====== Listed entries
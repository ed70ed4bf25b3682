use std::collections::BTreeMap;

use serde::{Deserialize, Serialize};

/// Content-type options the document layer needs: draft & publish,
/// localization and relation targets for `populate`.
#[derive(Debug, Clone, PartialEq, Eq, Serialize, Deserialize)]
#[serde(rename_all = "camelCase")]
pub struct ContentType {
    pub uid: String,
    pub draft_and_publish: bool,
    pub localized: bool,
    /// Overrides the service-wide default locale.
    pub default_locale: Option<String>,
    /// Relation attribute name -> target content-type uid.
    #[serde(default)]
    pub relations: BTreeMap<String, String>,
}

impl ContentType {
    /// Draft & publish enabled, not localized.
    pub fn new(uid: impl Into<String>) -> Self {
        Self {
            uid: uid.into(),
            draft_and_publish: true,
            localized: false,
            default_locale: None,
            relations: BTreeMap::new(),
        }
    }

    pub fn localized(mut self) -> Self {
        self.localized = true;
        self
    }

    pub fn without_draft_and_publish(mut self) -> Self {
        self.draft_and_publish = false;
        self
    }

    pub fn with_default_locale(mut self, locale: impl Into<String>) -> Self {
        self.default_locale = Some(locale.into());
        self
    }

    pub fn relation(mut self, attribute: impl Into<String>, target: impl Into<String>) -> Self {
        self.relations.insert(attribute.into(), target.into());
        self
    }

    /// Locale applied when a localized call omits one.
    pub fn default_locale_or<'a>(&'a self, fallback: &'a str) -> &'a str {
        self.default_locale.as_deref().unwrap_or(fallback)
    }
}

/// Content types known at bootstrap, keyed by uid.
#[derive(Debug, Clone, Default)]
pub struct SchemaRegistry {
    types: BTreeMap<String, ContentType>,
}

impl SchemaRegistry {
    pub fn new() -> Self {
        Self::default()
    }

    pub fn register(&mut self, content_type: ContentType) -> &mut Self {
        self.types.insert(content_type.uid.clone(), content_type);
        self
    }

    pub fn with(mut self, content_type: ContentType) -> Self {
        self.register(content_type);
        self
    }

    pub fn get(&self, uid: &str) -> Option<&ContentType> {
        self.types.get(uid)
    }

    pub fn iter(&self) -> impl Iterator<Item = &ContentType> {
        self.types.values()
    }

    pub fn len(&self) -> usize {
        self.types.len()
    }

    pub fn is_empty(&self) -> bool {
        self.types.is_empty()
    }
}
#[tokio::test]
async fn discard_draft_across_locales_is_atomic() {
    let repo = InMemoryRepository::new().with_unique_fields(ARTICLE, ["slug"]);
    let manager = manager_with(repo.clone());
    let articles = manager.documents(ARTICLE).unwrap();

    let id = articles
        .create(Params::new().locale("en").data(json!({ "slug": "e" })))
        .await
        .unwrap()
        .document_id;
    articles
        .update(&id, Params::new().locale("fr").data(json!({ "slug": "f" })))
        .await
        .unwrap();
    articles.publish(&id, Params::new().locale("*")).await.unwrap();
    for (locale, slug) in [("en", "e2"), ("fr", "f2")] {
        articles
            .update(&id, Params::new().locale(locale).data(json!({ "slug": slug })))
            .await
            .unwrap();
    }
    // Takes the French draft slug the discard would restore.
    articles
        .create(Params::new().locale("fr").data(json!({ "slug": "f" })))
        .await
        .unwrap();
    assert_eq!(repo.row_count().await, 5);

    let err = articles
        .discard_draft(&id, Params::new().locale("*"))
        .await
        .unwrap_err();
    assert!(err.is_unique_violation());
    assert_eq!(repo.row_count().await, 5);
    let english = articles.find_one(&id, Params::new().locale("en")).await.unwrap().unwrap();
    assert_eq!(english.get("slug"), Some(&json!("e2")));
}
============
● Task directions
Each line that has the word "types" counts once. How many such lines are in the data? Give the number alone.

● Answer to the exercise
7